On Friday, as the White House was pushing President Mubarak out the door, he called a long-time friend and collaborator in the Israeli government to attack Obama for pushing "democracy" on Egypt without being aware of the consequences.

Haaretz reports:

Hosni Mubarak had harsh words for the United States and what he described as its misguided quest for democracy in the Middle East in a telephone call with an Israeli lawmaker a day before he quit as Egypt's president.

The legislator, former cabinet minister Benjamin Ben-Eliezer, said on TV Friday that he came away from the 20-minute conversation on Thursday with the feeling the 82-year-old leader realized "it was the end of the Mubarak era".
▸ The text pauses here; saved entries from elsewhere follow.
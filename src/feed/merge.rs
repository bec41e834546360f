use crate::models::{Cursor, FeedItem};

/// Merge one page from each store into a single page.
///
/// Both inputs are already capped at `limit`, so a sort over their union is
/// enough. An item the viewer got both pushed and through a followed author
/// shares its `feed_id` across the two copies and is kept once.
pub fn merge_pages(push: Vec<FeedItem>, pull: Vec<FeedItem>, limit: usize) -> Vec<FeedItem> {
    let mut merged = push;
    merged.extend(pull);
    merged.sort_by(|a, b| b.sort_key().cmp(&a.sort_key()));
    merged.dedup_by_key(|item| item.feed_id);
    merged.truncate(limit);
    merged
}

/// Cursor for the page after `page`, or `None` when the page is empty.
pub fn next_cursor(page: &[FeedItem]) -> Option<Cursor> {
    page.last().map(Cursor::after)
}
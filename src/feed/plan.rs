use std::collections::HashSet;

use crate::services::ActiveUser;

/// Pick push recipients from a follower snapshot and an activity snapshot.
///
/// Keeps follower order, drops the author, duplicates and anyone absent from
/// `active`.
pub fn plan_recipients(author_id: i64, followers: &[i64], active: &[ActiveUser]) -> Vec<i64> {
    let active: HashSet<i64> = active.iter().map(|u| u.id).collect();
    let mut seen = HashSet::with_capacity(followers.len());

    followers
        .iter()
        .copied()
        .filter(|id| *id != author_id && active.contains(id) && seen.insert(*id))
        .collect()
}
use async_trait::async_trait;
use chrono::{DateTime, Utc};
use rusqlite::{params, params_from_iter};
use serde::{Deserialize, Serialize};

use crate::db::Database;
use crate::error::Result;

/// Keeps `IN (...)` lists well below SQLite's bound-parameter limit.
const LOOKUP_CHUNK: usize = 500;

#[derive(Debug, Clone, PartialEq, Eq, Serialize, Deserialize)]
pub struct ActiveUser {
    pub id: i64,
    pub last_active_at: DateTime<Utc>,
}

/// Answers "which of these users acted since `since`?". Users missing from
/// the answer are treated as inactive.
#[async_trait]
pub trait EngagementOracle: Send + Sync {
    async fn find_active_users(&self, ids: &[i64], since: DateTime<Utc>) -> Result<Vec<ActiveUser>>;
}

/// Activity watermarks kept in the `user_activity` table.
#[derive(Clone)]
pub struct SqliteEngagement {
    db: Database,
}

impl SqliteEngagement {
    pub fn new(db: Database) -> Self {
        Self { db }
    }

    // Older timestamps never move the watermark back.
    pub async fn record_activity(&self, user_id: i64, at: DateTime<Utc>) -> Result<()> {
        let at = at.timestamp_millis();
        self.db
            .conn()
            .call(move |conn| {
                conn.execute(
                    r#"INSERT INTO user_activity (user_id, last_active_at) VALUES (?1, ?2)
                       ON CONFLICT(user_id) DO UPDATE SET
                           last_active_at = MAX(last_active_at, excluded.last_active_at)"#,
                    params![user_id, at],
                )?;
                Ok(())
            })
            .await?;
        Ok(())
    }
}

#[async_trait]
impl EngagementOracle for SqliteEngagement {
    async fn find_active_users(&self, ids: &[i64], since: DateTime<Utc>) -> Result<Vec<ActiveUser>> {
        let since = since.timestamp_millis();
        let mut active = Vec::new();

        for chunk in ids.chunks(LOOKUP_CHUNK) {
            let mut args = chunk.to_vec();
            let rows = self
                .db
                .conn()
                .call(move |conn| {
                    let sql = format!(
                        "SELECT user_id, last_active_at FROM user_activity WHERE user_id IN ({}) AND last_active_at >= ?",
                        crate::db::placeholders(args.len())
                    );
                    args.push(since);
                    let mut stmt = conn.prepare(&sql)?;
                    let rows = stmt
                        .query_map(params_from_iter(args), |row| {
                            Ok((row.get::<_, i64>(0)?, row.get::<_, i64>(1)?))
                        })?
                        .collect::<std::result::Result<Vec<_>, _>>()?;
                    Ok(rows)
                })
                .await?;

            active.extend(rows.into_iter().map(|(id, ms)| ActiveUser {
                id,
                last_active_at: DateTime::from_timestamp_millis(ms).unwrap_or_default(),
            }));
        }

        Ok(active)
    }
}

#[cfg(test)]
mod tests {
    use super::*;
    use chrono::Duration;

    #[tokio::test]
    async fn only_recent_users_are_active() {
        let oracle = SqliteEngagement::new(Database::open_in_memory().await.unwrap());
        let now = Utc::now();
        oracle.record_activity(2, now).await.unwrap();
        oracle.record_activity(3, now - Duration::days(5)).await.unwrap();
        oracle.record_activity(4, now - Duration::days(45)).await.unwrap();

        let mut active: Vec<i64> = oracle
            .find_active_users(&[2, 3, 4, 5], now - Duration::days(30))
            .await
            .unwrap()
            .into_iter()
            .map(|u| u.id)
            .collect();
        active.sort();
        assert_eq!(active, vec![2, 3]);
    }

    #[tokio::test]
    async fn watermark_never_moves_backwards() {
        let oracle = SqliteEngagement::new(Database::open_in_memory().await.unwrap());
        let now = Utc::now();
        oracle.record_activity(2, now).await.unwrap();
        oracle.record_activity(2, now - Duration::days(90)).await.unwrap();

        let active = oracle
            .find_active_users(&[2], now - Duration::days(1))
            .await
            .unwrap();
        assert_eq!(active.len(), 1);
    }

    #[tokio::test]
    async fn large_candidate_sets_are_chunked() {
        let oracle = SqliteEngagement::new(Database::open_in_memory().await.unwrap());
        let now = Utc::now();
        let ids: Vec<i64> = (1..=1_200).collect();
        for id in ids.iter().filter(|id| *id % 2 == 0) {
            oracle.record_activity(*id, now).await.unwrap();
        }

        let active = oracle
            .find_active_users(&ids, now - Duration::days(1))
            .await
            .unwrap();
        assert_eq!(active.len(), 600);
    }
}
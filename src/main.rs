use std::path::PathBuf;
use std::sync::Arc;

use anyhow::Context;
use chrono::Utc;
use clap::{Parser, Subcommand};

use fanout_feed::config::Config;
use fanout_feed::db::Database;
use fanout_feed::feed::{next_cursor, Compactor, FeedEngine};
use fanout_feed::models::{ItemType, NewFeedItem};
use fanout_feed::services::{SnowflakeGenerator, SqliteEngagement, SqliteSocialGraph};

#[derive(Parser)]
#[command(name = "feedd", version, about = "Hybrid push/pull feed delivery")]
struct Cli {
    /// Config file (defaults to the user config directory)
    #[arg(long, global = true)]
    config: Option<PathBuf>,

    /// Node number mixed into generated ids
    #[arg(long, global = true, default_value_t = 0)]
    node: u16,

    #[command(subcommand)]
    command: Command,
}

#[derive(Subcommand)]
enum Command {
    /// Record that FOLLOWER follows FOLLOWEE
    Follow { follower: i64, followee: i64 },
    /// Remove a follow edge
    Unfollow { follower: i64, followee: i64 },
    /// Mark a user as active now
    Touch { user: i64 },
    /// Publish an item and fan it out
    Publish {
        #[arg(long)]
        author: i64,
        #[arg(long, default_value = "post")]
        item_type: ItemType,
        #[arg(long)]
        item_id: i64,
        #[arg(long, default_value = "")]
        content: String,
        /// Fan out on a background task and wait for it
        #[arg(long)]
        detach: bool,
    },
    /// Print one timeline page as JSON
    Timeline {
        #[arg(long)]
        viewer: i64,
        #[arg(long, default_value_t = 0)]
        max_id: i64,
        #[arg(long, default_value_t = 0)]
        timestamp: i64,
        #[arg(long, default_value_t = 20)]
        limit: usize,
    },
    /// Withdraw an item
    Delete {
        #[arg(long)]
        author: i64,
        #[arg(long, default_value = "post")]
        item_type: ItemType,
        #[arg(long)]
        item_id: i64,
    },
    /// Re-run fan-out for a published item
    Redeliver { feed_id: i64 },
    /// Remove hidden rows once and exit
    Compact,
    /// Run the compaction scheduler until interrupted
    Serve,
}

#[tokio::main]
async fn main() -> anyhow::Result<()> {
    let cli = Cli::parse();

    let config = match &cli.config {
        Some(path) => Config::load_from(path)
            .with_context(|| format!("Failed to load config from {}", path.display()))?,
        None => Config::load().context("Failed to load config")?,
    };

    tracing_subscriber::fmt()
        .with_env_filter(
            tracing_subscriber::EnvFilter::try_from_default_env()
                .unwrap_or_else(|_| tracing_subscriber::EnvFilter::new(&config.log_level)),
        )
        .with_writer(std::io::stderr)
        .init();

    let db = Database::open(&config.db_path)
        .await
        .with_context(|| format!("Failed to open feed database at {}", config.db_path))?;
    let graph = Arc::new(SqliteSocialGraph::new(db.clone()));
    let engagement = Arc::new(SqliteEngagement::new(db.clone()));

    let engine = FeedEngine::new(
        &db,
        graph.clone(),
        engagement.clone(),
        Arc::new(SnowflakeGenerator::new(cli.node)),
        config.fanout.clone(),
    );

    match cli.command {
        Command::Follow { follower, followee } => {
            graph.follow(follower, followee).await?;
            println!("{} now follows {}", follower, followee);
        }
        Command::Unfollow { follower, followee } => {
            if graph.unfollow(follower, followee).await? {
                println!("{} no longer follows {}", follower, followee);
            } else {
                println!("{} did not follow {}", follower, followee);
            }
        }
        Command::Touch { user } => {
            engagement.record_activity(user, Utc::now()).await?;
        }
        Command::Publish {
            author,
            item_type,
            item_id,
            content,
            detach,
        } => {
            let item = NewFeedItem {
                author_id: author,
                item_type,
                item_id,
                content,
                created_at: Utc::now(),
            };
            let outcome = if detach {
                engine.create_feed_detached(item).await?.join().await?
            } else {
                engine.create_feed(item).await?
            };
            println!("{}", serde_json::to_string_pretty(&outcome)?);
        }
        Command::Timeline {
            viewer,
            max_id,
            timestamp,
            limit,
        } => {
            let items = engine
                .follow_feed_ink_list(viewer, max_id, timestamp, limit)
                .await?;
            let page = serde_json::json!({
                "items": items,
                "next": next_cursor(&items),
            });
            println!("{}", serde_json::to_string_pretty(&page)?);
        }
        Command::Delete {
            author,
            item_type,
            item_id,
        } => {
            let report = engine.delete_feed(author, item_type, item_id).await?;
            println!("{}", serde_json::to_string_pretty(&report)?);
        }
        Command::Redeliver { feed_id } => {
            let outcome = engine.redeliver(feed_id).await?;
            println!("{}", serde_json::to_string_pretty(&outcome)?);
        }
        Command::Compact => {
            let compactor = Compactor::new(&db, config.compaction.clone());
            if let Some(report) = compactor.run_once().await {
                println!("{}", serde_json::to_string_pretty(&report)?);
            }
        }
        Command::Serve => {
            let cancel = Compactor::new(&db, config.compaction.clone()).start();
            tokio::signal::ctrl_c()
                .await
                .context("Failed to listen for shutdown signal")?;
            cancel.cancel();
            tracing::info!("Shutting down");
        }
    }

    Ok(())
}
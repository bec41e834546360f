use rusqlite::{params, params_from_iter, Row};

use crate::error::Result;
use crate::models::{Cursor, FeedStatus, PushEntry};

use super::{from_millis, placeholders, to_millis, Database};

const PUSH_COLUMNS: &str = "id, feed_id, recipient_id, author_id, item_type, item_id, content_summary, status, created_at, updated_at";

/// Outcome of one fan-out batch.
#[derive(Debug, Clone, Copy, Default, PartialEq, Eq)]
pub struct BatchInsert {
    pub inserted: usize,
    /// Already present, or the source pull row is missing or hidden.
    pub skipped: usize,
    pub failed: usize,
}

/// Per-recipient feed rows.
#[derive(Clone)]
pub struct PushStore {
    db: Database,
}

impl PushStore {
    pub fn new(db: Database) -> Self {
        Self { db }
    }

    // Fan-out

    /// Insert a batch of push rows in one transaction.
    ///
    /// A row is only written while its source pull row exists and is Normal,
    /// and an existing `(recipient_id, item_type, item_id)` row is left alone.
    /// Failures on individual rows are logged and skipped.
    pub async fn insert_batch(&self, rows: Vec<PushEntry>) -> Result<BatchInsert> {
        if rows.is_empty() {
            return Ok(BatchInsert::default());
        }

        let result = self
            .db
            .conn()
            .call(move |conn| {
                let tx = conn.transaction()?;
                let mut result = BatchInsert::default();
                {
                    let mut stmt = tx.prepare(
                        r#"INSERT OR IGNORE INTO push_feeds
                               (id, feed_id, recipient_id, author_id, item_type, item_id, content_summary, status, created_at, updated_at)
                           SELECT ?1, ?2, ?3, ?4, ?5, ?6, ?7, ?8, ?9, ?10
                           WHERE EXISTS (SELECT 1 FROM pull_feeds WHERE id = ?2 AND status = ?11)"#,
                    )?;
                    for row in &rows {
                        let outcome = stmt.execute(params![
                            row.id,
                            row.feed_id,
                            row.recipient_id,
                            row.author_id,
                            row.item_type,
                            row.item_id,
                            row.content_summary,
                            row.status,
                            to_millis(row.created_at),
                            to_millis(row.updated_at),
                            FeedStatus::Normal,
                        ]);
                        match outcome {
                            Ok(1) => result.inserted += 1,
                            Ok(_) => result.skipped += 1,
                            Err(e) => {
                                tracing::warn!(
                                    feed_id = row.feed_id,
                                    recipient_id = row.recipient_id,
                                    "Failed to insert push row: {}",
                                    e
                                );
                                result.failed += 1;
                            }
                        }
                    }
                }
                tx.commit()?;
                Ok(result)
            })
            .await?;
        Ok(result)
    }

    // Read path

    /// Normal rows delivered to `recipient_id`, newest first, strictly below
    /// `cursor` when one is given.
    pub async fn list_for_recipient(
        &self,
        recipient_id: i64,
        cursor: Option<Cursor>,
        limit: usize,
    ) -> Result<Vec<PushEntry>> {
        if limit == 0 {
            return Ok(Vec::new());
        }

        let entries = self
            .db
            .conn()
            .call(move |conn| {
                let mut sql = format!(
                    "SELECT {PUSH_COLUMNS} FROM push_feeds WHERE recipient_id = ? AND status = ?"
                );
                let mut args = vec![recipient_id, FeedStatus::Normal.as_i64()];
                if let Some(cursor) = cursor {
                    sql.push_str(" AND (created_at < ? OR (created_at = ? AND feed_id < ?))");
                    args.extend([cursor.timestamp, cursor.timestamp, cursor.max_id]);
                }
                sql.push_str(" ORDER BY created_at DESC, feed_id DESC LIMIT ?");
                args.push(limit as i64);

                let mut stmt = conn.prepare(&sql)?;
                let entries = stmt
                    .query_map(params_from_iter(args), push_from_row)?
                    .collect::<std::result::Result<Vec<_>, _>>()?;
                Ok(entries)
            })
            .await?;
        Ok(entries)
    }

    pub async fn recipients_of(&self, feed_id: i64) -> Result<Vec<i64>> {
        let recipients = self
            .db
            .conn()
            .call(move |conn| {
                let mut stmt = conn.prepare(
                    "SELECT recipient_id FROM push_feeds WHERE feed_id = ?1 ORDER BY recipient_id",
                )?;
                let recipients = stmt
                    .query_map(params![feed_id], |row| row.get(0))?
                    .collect::<std::result::Result<Vec<i64>, _>>()?;
                Ok(recipients)
            })
            .await?;
        Ok(recipients)
    }

    // Compaction

    pub async fn hidden_batch(&self, after_id: i64, limit: usize) -> Result<Vec<i64>> {
        let ids = self
            .db
            .conn()
            .call(move |conn| {
                let mut stmt = conn.prepare(
                    "SELECT id FROM push_feeds WHERE status = ?1 AND id > ?2 ORDER BY id LIMIT ?3",
                )?;
                let ids = stmt
                    .query_map(params![FeedStatus::Hidden, after_id, limit as i64], |row| {
                        row.get(0)
                    })?
                    .collect::<std::result::Result<Vec<i64>, _>>()?;
                Ok(ids)
            })
            .await?;
        Ok(ids)
    }

    /// Rows that are no longer hidden are left in place.
    pub async fn delete_hidden(&self, ids: Vec<i64>) -> Result<usize> {
        if ids.is_empty() {
            return Ok(0);
        }
        let deleted = self
            .db
            .conn()
            .call(move |conn| {
                let sql = format!(
                    "DELETE FROM push_feeds WHERE id IN ({}) AND status = ?",
                    placeholders(ids.len())
                );
                let mut args = ids;
                args.push(FeedStatus::Hidden.as_i64());
                let deleted = conn.execute(&sql, params_from_iter(args))?;
                Ok(deleted)
            })
            .await?;
        Ok(deleted)
    }

    pub async fn count_by_status(&self, status: FeedStatus) -> Result<i64> {
        let count = self
            .db
            .conn()
            .call(move |conn| {
                let count: i64 = conn.query_row(
                    "SELECT COUNT(*) FROM push_feeds WHERE status = ?1",
                    params![status],
                    |row| row.get(0),
                )?;
                Ok(count)
            })
            .await?;
        Ok(count)
    }
}

fn push_from_row(row: &Row) -> rusqlite::Result<PushEntry> {
    Ok(PushEntry {
        id: row.get(0)?,
        feed_id: row.get(1)?,
        recipient_id: row.get(2)?,
        author_id: row.get(3)?,
        item_type: row.get(4)?,
        item_id: row.get(5)?,
        content_summary: row.get(6)?,
        status: row.get(7)?,
        created_at: from_millis(row.get(8)?),
        updated_at: from_millis(row.get(9)?),
    })
}

#[cfg(test)]
mod tests {
    use super::*;
    use crate::db::PullStore;
    use crate::models::{ItemType, PullEntry};

    fn pull(id: i64, author_id: i64, item_id: i64, created_ms: i64) -> PullEntry {
        PullEntry {
            id,
            author_id,
            item_type: ItemType::Post,
            item_id,
            content_summary: String::new(),
            status: FeedStatus::Normal,
            created_at: from_millis(created_ms),
            updated_at: from_millis(created_ms),
        }
    }

    fn push(id: i64, source: &PullEntry, recipient_id: i64) -> PushEntry {
        PushEntry {
            id,
            feed_id: source.id,
            recipient_id,
            author_id: source.author_id,
            item_type: source.item_type,
            item_id: source.item_id,
            content_summary: source.content_summary.clone(),
            status: FeedStatus::Normal,
            created_at: source.created_at,
            updated_at: source.updated_at,
        }
    }

    async fn stores() -> (PullStore, PushStore) {
        let db = Database::open_in_memory().await.unwrap();
        (db.pull_store(), db.push_store())
    }

    #[tokio::test]
    async fn batch_is_idempotent_per_recipient() {
        let (pulls, pushes) = stores().await;
        let source = pull(1, 1, 100, 1_000);
        pulls.insert_or_get(source.clone()).await.unwrap();

        let first = pushes
            .insert_batch(vec![push(10, &source, 2), push(11, &source, 3)])
            .await
            .unwrap();
        assert_eq!(first.inserted, 2);

        // Re-delivery with fresh row ids lands on the unique key and is skipped.
        let second = pushes
            .insert_batch(vec![push(12, &source, 2), push(13, &source, 3)])
            .await
            .unwrap();
        assert_eq!(second, BatchInsert { inserted: 0, skipped: 2, failed: 0 });
        assert_eq!(pushes.recipients_of(1).await.unwrap(), vec![2, 3]);
    }

    #[tokio::test]
    async fn push_requires_visible_pull_row() {
        let (pulls, pushes) = stores().await;
        let orphan = pull(1, 1, 100, 1_000);
        let result = pushes.insert_batch(vec![push(10, &orphan, 2)]).await.unwrap();
        assert_eq!(result.skipped, 1);

        pulls.insert_or_get(orphan.clone()).await.unwrap();
        pushes.db.withdraw(1, ItemType::Post, 100).await.unwrap();
        let result = pushes.insert_batch(vec![push(11, &orphan, 2)]).await.unwrap();
        assert_eq!(result.inserted, 0);
        assert!(pushes.recipients_of(1).await.unwrap().is_empty());
    }

    #[tokio::test]
    async fn recipient_listing_respects_status_and_cursor() {
        let (pulls, pushes) = stores().await;
        let a = pull(1, 1, 100, 1_000);
        let b = pull(2, 1, 101, 2_000);
        let c = pull(3, 5, 500, 3_000);
        for source in [&a, &b, &c] {
            pulls.insert_or_get(source.clone()).await.unwrap();
        }
        pushes
            .insert_batch(vec![push(10, &a, 2), push(11, &b, 2), push(12, &c, 2), push(13, &c, 3)])
            .await
            .unwrap();

        let page = pushes.list_for_recipient(2, None, 2).await.unwrap();
        let feeds: Vec<i64> = page.iter().map(|e| e.feed_id).collect();
        assert_eq!(feeds, vec![3, 2]);

        let cursor = Cursor { max_id: 2, timestamp: 2_000 };
        let page = pushes.list_for_recipient(2, Some(cursor), 2).await.unwrap();
        assert_eq!(page.len(), 1);
        assert_eq!(page[0].feed_id, 1);

        assert_eq!(pushes.db.withdraw(5, ItemType::Post, 500).await.unwrap().push_hidden, 2);
        let page = pushes.list_for_recipient(3, None, 10).await.unwrap();
        assert!(page.is_empty());
        assert_eq!(pushes.count_by_status(FeedStatus::Hidden).await.unwrap(), 2);

        let hidden = pushes.hidden_batch(0, 1).await.unwrap();
        assert_eq!(hidden, vec![12]);
        assert_eq!(pushes.delete_hidden(vec![12, 13]).await.unwrap(), 2);
        assert_eq!(pushes.count_by_status(FeedStatus::Hidden).await.unwrap(), 0);
    }
}
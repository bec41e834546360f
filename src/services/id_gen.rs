use std::sync::atomic::{AtomicU64, Ordering};

use chrono::Utc;

/// 2024-01-01T00:00:00Z in unix milliseconds.
const EPOCH_MS: i64 = 1_704_067_200_000;

const NODE_BITS: u32 = 10;
const SEQUENCE_BITS: u32 = 12;
const MAX_NODE: u16 = (1 << NODE_BITS) - 1;
const SEQUENCE_MASK: u64 = (1 << SEQUENCE_BITS) - 1;

/// Source of feed-entry identifiers.
pub trait IdGenerator: Send + Sync {
    fn next_id(&self) -> i64;
}

/// Snowflake-style ids: 41 bits of milliseconds since 2024, 10 bits of node,
/// 12 bits of per-millisecond sequence. Ids from one generator are strictly
/// increasing; ids from different nodes never collide.
pub struct SnowflakeGenerator {
    node: u64,
    /// `millis << SEQUENCE_BITS | sequence` of the last issued id.
    state: AtomicU64,
}

impl SnowflakeGenerator {
    pub fn new(node: u16) -> Self {
        Self {
            node: u64::from(node.min(MAX_NODE)),
            state: AtomicU64::new(0),
        }
    }

    fn now_ms() -> u64 {
        (Utc::now().timestamp_millis() - EPOCH_MS).max(0) as u64
    }
}

impl Default for SnowflakeGenerator {
    fn default() -> Self {
        Self::new(0)
    }
}

impl IdGenerator for SnowflakeGenerator {
    fn next_id(&self) -> i64 {
        loop {
            let now = Self::now_ms();
            let prev = self.state.load(Ordering::Acquire);
            let prev_ms = prev >> SEQUENCE_BITS;
            let prev_seq = prev & SEQUENCE_MASK;

            // Sequence exhausted or clock stepped back: borrow the next millisecond.
            let (ms, seq) = if now > prev_ms {
                (now, 0)
            } else if prev_seq < SEQUENCE_MASK {
                (prev_ms, prev_seq + 1)
            } else {
                (prev_ms + 1, 0)
            };

            let next = (ms << SEQUENCE_BITS) | seq;
            if self
                .state
                .compare_exchange(prev, next, Ordering::AcqRel, Ordering::Acquire)
                .is_ok()
            {
                let id = (ms << (NODE_BITS + SEQUENCE_BITS)) | (self.node << SEQUENCE_BITS) | seq;
                return id as i64;
            }
        }
    }
}

#[cfg(test)]
mod tests {
    use super::*;
    use std::collections::HashSet;
    use std::sync::Arc;

    #[test]
    fn ids_are_strictly_increasing() {
        let generator = SnowflakeGenerator::new(1);
        let mut last = 0;
        for _ in 0..10_000 {
            let id = generator.next_id();
            assert!(id > last);
            last = id;
        }
    }

    #[test]
    fn ids_are_unique_across_threads() {
        let generator = Arc::new(SnowflakeGenerator::new(3));
        let handles: Vec<_> = (0..4)
            .map(|_| {
                let generator = Arc::clone(&generator);
                std::thread::spawn(move || (0..2_000).map(|_| generator.next_id()).collect::<Vec<_>>())
            })
            .collect();

        let mut seen = HashSet::new();
        for handle in handles {
            for id in handle.join().unwrap() {
                assert!(seen.insert(id), "duplicate id {id}");
            }
        }
        assert_eq!(seen.len(), 8_000);
    }

    #[test]
    fn different_nodes_do_not_collide() {
        let a = SnowflakeGenerator::new(1).next_id();
        let b = SnowflakeGenerator::new(2).next_id();
        assert_ne!(a, b);
    }

    #[test]
    fn node_is_encoded_and_clamped() {
        let id = SnowflakeGenerator::new(7).next_id() as u64;
        assert_eq!((id >> SEQUENCE_BITS) & u64::from(MAX_NODE), 7);

        let id = SnowflakeGenerator::new(u16::MAX).next_id() as u64;
        assert_eq!((id >> SEQUENCE_BITS) & u64::from(MAX_NODE), u64::from(MAX_NODE));
    }
}
mod engagement;
mod graph;
mod id_gen;

pub use engagement::{ActiveUser, EngagementOracle, SqliteEngagement};
pub use graph::{SocialGraph, SqliteSocialGraph};
pub use id_gen::{IdGenerator, SnowflakeGenerator};
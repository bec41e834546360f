mod compaction;
mod engine;
mod merge;
mod plan;
mod summary;

pub use compaction::{CompactionReport, Compactor};
pub use engine::{DetachedFanout, FeedEngine};
pub use merge::{merge_pages, next_cursor};
pub use plan::plan_recipients;
pub use summary::summarize;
"He had very tough things to say about the United States," said Ben-Eliezer, a member of the Labor Party who has held talks with Mubarak on numerous occasions while serving in various Israeli coalition governments.

"He gave me a lesson in democracy and said: 'We see the democracy the United States spearheaded in Iran and with Hamas, in Gaza, and that's the fate of the Middle East,'" Ben-Eliezer said.

"'They may be talking about democracy but they don't know what they're talking about and the result will be extremism and radical Islam,'" he quoted Mubarak as saying.

Mubarak pointed to administration failures in reaching out to Iran and their miscalculation with elections in Gaza where Hamas eventually assumed power as evidenced that Washington had no idea what it is about to unleash in Egypt.

Mubarak also had some predictions about the future of the Middle East:

"He contended the snowball (of civil unrest) won't stop in Egypt and it wouldn't skip any Arab country in the Middle East and in the Gulf.

"He said 'I won't be surprised if in the future you see more extremism and radical Islam and more disturbances -- dramatic changes and upheavals," Ben-Eliezer added.

Meanwhile, Doug Schoen, a prominent former Israeli advisor to 4 prime mininsters, believes that the Muslim Brotherhood will eventually emerge on top in Egypt:

While very recent public opinion polling from Egypt is not currently available, a number of clear inferences about what is likely to happen can be drawn from prior surveys and prior election results.

The bottom line: there is at least a 50 percent chance, if not more, that a candidate from the Muslim Brotherhood or a party with a generally similar approach and orientation will win the next presidential election.

I draw this conclusion from a number of factors. First, it doesn't take a genius to realize that support for the current regime is very limited to nonexistent. But the underlying structural issues present a more daunting challenge. Even before the fall of the Mubarak government, the Egyptian public was strongly aligned with fundamentalists and traditionalists, rather than modernizers who support a secular, pro-western tradition.

Put simply, Egyptians support Islam, its expanded role in the country's civic life, as well as Shariah.

The celebration of "democracy" in Egypt by the press and the administration is ridiculously premature. We don't even know who is in charge in Egypt and the events are being hailed as a triumph for freedom. It's nonsense, of course. The hard work has yet to begin, and between the military and the Brotherhood, there are enough pitfalls to make the transition to democracy a crapshoot at best.